Jennifer Nájera, assistant professor of ethnic studies, has been awarded a Postdoctoral fellowship through the Institute of American Cultures at UCLA. She will be a fellow during the upcoming year, during which she will assume residence at the UCLA Chicano/a Studies Research Center. She will employ most of her time with the completion of her upcoming book titled “The Borderlands of Race: Mexican Segregation in a South Texas Community,” an historical ethnography that provides a layered rendering and analysis of Mexican segregation in a South Texas community in the first half of the 20th century. According to Nájera, “My work examines how the ambiguous racial status of Mexican origin people allowed some of them to be exceptions to the rule of racial segregation. On the one hand, while such exceptionality might point to the permeability of the line of segregation, my research reveals how the durability of segregated structures operated precisely through a process of selective and limited incorporation.”

Robert Patch, professor and former chair of the history department, has received a fellowship with the National Endowment for the Humanities for his work on a project by the title of “The Formation of a Colonial Ruling Class,” an undertaking that seeks to examine the history of colonial class structure and social mobility. Professor Patch is currently examining the topic in the case of Yucatan, Mexico during the early 18th century. “I am gathering information on the elite and on the people who moved into the elite, in order to better understand who they were and very importantly why they were allowed to move up. Using data resulting from research I can track how someone moves up because of personal connections as well as the possession of an economic base in the form of wealth, and this helps us better understand the emergence in Latin America of a class system, which replaced the caste system,” Patch explains. In order to accomplish his research, Professor Patch will spend a large part of next year in Mérida, Yucatan.

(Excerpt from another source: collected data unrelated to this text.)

pub mod config;
pub mod error;
pub mod registry;
pub mod types;
pub mod version;

pub use config::StepwiseConfig;
pub use error::{ConfigError, VersionError};
pub use registry::VersionRegistry;
pub use types::*;
//! Per-signal evaluation.
//!
//! Every external signal (membership change, configuration change, a
//! timer tick) runs the same idempotent pass: settle this member's fields,
//! let the leader maintain shared state, then upgrade this member if it is
//! its turn.

use serde::Serialize;
use stepwise_core::{DeploymentModel, Ordinal, UnitState};
use stepwise_health::{ClusterHealth, PrecheckReason, WorkloadController};
use tracing::{debug, info, warn};

use crate::error::{UpgradeError, UpgradeResult};
use crate::status::{self, Status};
use crate::upgrade::{Upgrade, UpgradePhase};

/// Outcome of one evaluation, as reported to the operator.
#[derive(Debug, Clone, Serialize)]
pub struct Evaluation {
    pub ordinal: Ordinal,
    pub model: DeploymentModel,
    pub phase: UpgradePhase,
    pub target: String,
    pub unit_state: Option<UnitState>,
    pub unit_status: Option<Status>,
    pub app_status: Option<Status>,
    /// `None` when this member had nothing to upgrade.
    pub authorized: Option<bool>,
    pub upgraded: bool,
    #[serde(skip_serializing_if = "Option::is_none")]
    pub precheck: Option<PrecheckReason>,
    /// Why the workload replacement failed, when it did.
    #[serde(skip_serializing_if = "Option::is_none")]
    pub failure: Option<String>,
}

/// Read-only view of the coordinator; never writes to the store.
pub fn snapshot(upgrade: &Upgrade) -> UpgradeResult<Evaluation> {
    Ok(Evaluation {
        ordinal: upgrade.base().ordinal(),
        model: upgrade.kind(),
        phase: upgrade.phase()?,
        target: upgrade.app_workload_container_version(),
        unit_state: upgrade.unit_state()?,
        unit_status: upgrade.unit_status()?,
        app_status: upgrade.app_status()?,
        authorized: None,
        upgraded: false,
        precheck: None,
        failure: None,
    })
}

/// Run one full evaluation for this member.
pub fn evaluate(
    upgrade: &Upgrade,
    cluster: &dyn ClusterHealth,
    workload: &dyn WorkloadController,
) -> UpgradeResult<Evaluation> {
    upgrade.settle(workload)?;

    if upgrade.base().is_leader() {
        // A first install recorded mid-upgrade would bless the new build;
        // stay unrecorded and let the status fail closed instead.
        let recordable = matches!(
            upgrade.phase()?,
            UpgradePhase::NoUpgradeRecorded | UpgradePhase::Complete
        );
        if recordable && !upgrade.in_progress()? {
            upgrade.record_versions()?;
        }
        upgrade.reconcile_partition()?;
    }

    let mut authorized = None;
    let mut upgraded = false;
    let mut precheck = None;
    let mut failure = None;
    if awaiting_own_upgrade(upgrade)? {
        match upgrade.authorized(cluster) {
            Ok(true) => {
                authorized = Some(true);
                match upgrade.upgrade_unit(workload) {
                    Ok(()) => upgraded = true,
                    Err(UpgradeError::Workload(e)) => {
                        warn!(error = %e, "workload upgrade failed; retrying on next evaluation");
                        failure = Some(e.to_string());
                    }
                    Err(e) => return Err(e),
                }
            }
            Ok(false) => {
                debug!(ordinal = upgrade.base().ordinal(), "not this member's turn");
                authorized = Some(false);
            }
            Err(UpgradeError::NotReady(failed)) => {
                warn!(reason = %failed.reason, "pre-upgrade check failed; upgrade blocked");
                authorized = Some(false);
                precheck = Some(failed.reason);
            }
            Err(e) => return Err(e),
        }
    }

    let mut evaluation = snapshot(upgrade)?;
    evaluation.authorized = authorized;
    evaluation.upgraded = upgraded;
    evaluation.failure = failure;
    if let Some(reason) = precheck {
        evaluation.unit_status = Some(status::precheck_failed(reason));
        evaluation.precheck = Some(reason);
    }
    info!(
        ordinal = evaluation.ordinal,
        phase = ?evaluation.phase,
        upgraded,
        "evaluation complete"
    );
    Ok(evaluation)
}

fn awaiting_own_upgrade(upgrade: &Upgrade) -> UpgradeResult<bool> {
    if !upgrade.versions_set()? || !upgrade.in_progress()? {
        return Ok(false);
    }
    let state = upgrade.unit_state()?;
    Ok(match upgrade.kind() {
        DeploymentModel::Individual => state == Some(UnitState::Outdated),
        DeploymentModel::Fleet => {
            let own = upgrade.base().coordination().workload_container_version()?;
            state != Some(UnitState::Restarting)
                && own.as_deref() != Some(upgrade.app_workload_container_version().as_str())
        }
    })
}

Chikako Takeshita, associate professor of women’s studies, has been selected as a recipient of the American Fellowship awarded by the American Association of University Women for her work on an upcoming book titled “The Biopolitics of Contraceptive Research: Population, Women’s ‘Choice,’ and the IUD.” Situating scientific activities against historical, social, and political backgrounds, the book traces the development of the intrauterine contraceptive device from the 1960s to the present. It illustrates how IUD developers responded to changing political stakes, social interests, and new scientific findings as they worked to sustain the device's suitability as a contraceptive method for women both in the global South and North and ultimately produced a politically versatile technology adaptable to both feminist and non-feminist reproductive politics. According to Takeshita, “This will be the first book of its kind to offer a critical and comprehensive study of the modern IUD, a contraceptive used by over 150 million women around the world.”

Caroline Tushabe, assistant professor of women’s studies, has received a fellowship with the Future of Minority Studies at Syracuse University, a branch of the Future of Minority Studies national research project. FMS facilitates focused and productive discussion across disciplines on a defined set of questions about the role of identity in the production of knowledge and in the formation of social justice. Professor Tushabe will thus assume residence at Syracuse University for the winter and spring quarters in 2011 under the mentorship of the illustrious Dr. Minnie Bruce Pratt. Her focus will be on developing the fourth chapter, “Remembering our community, our own people and ourselves,” of her book project titled Identified Out of Existence.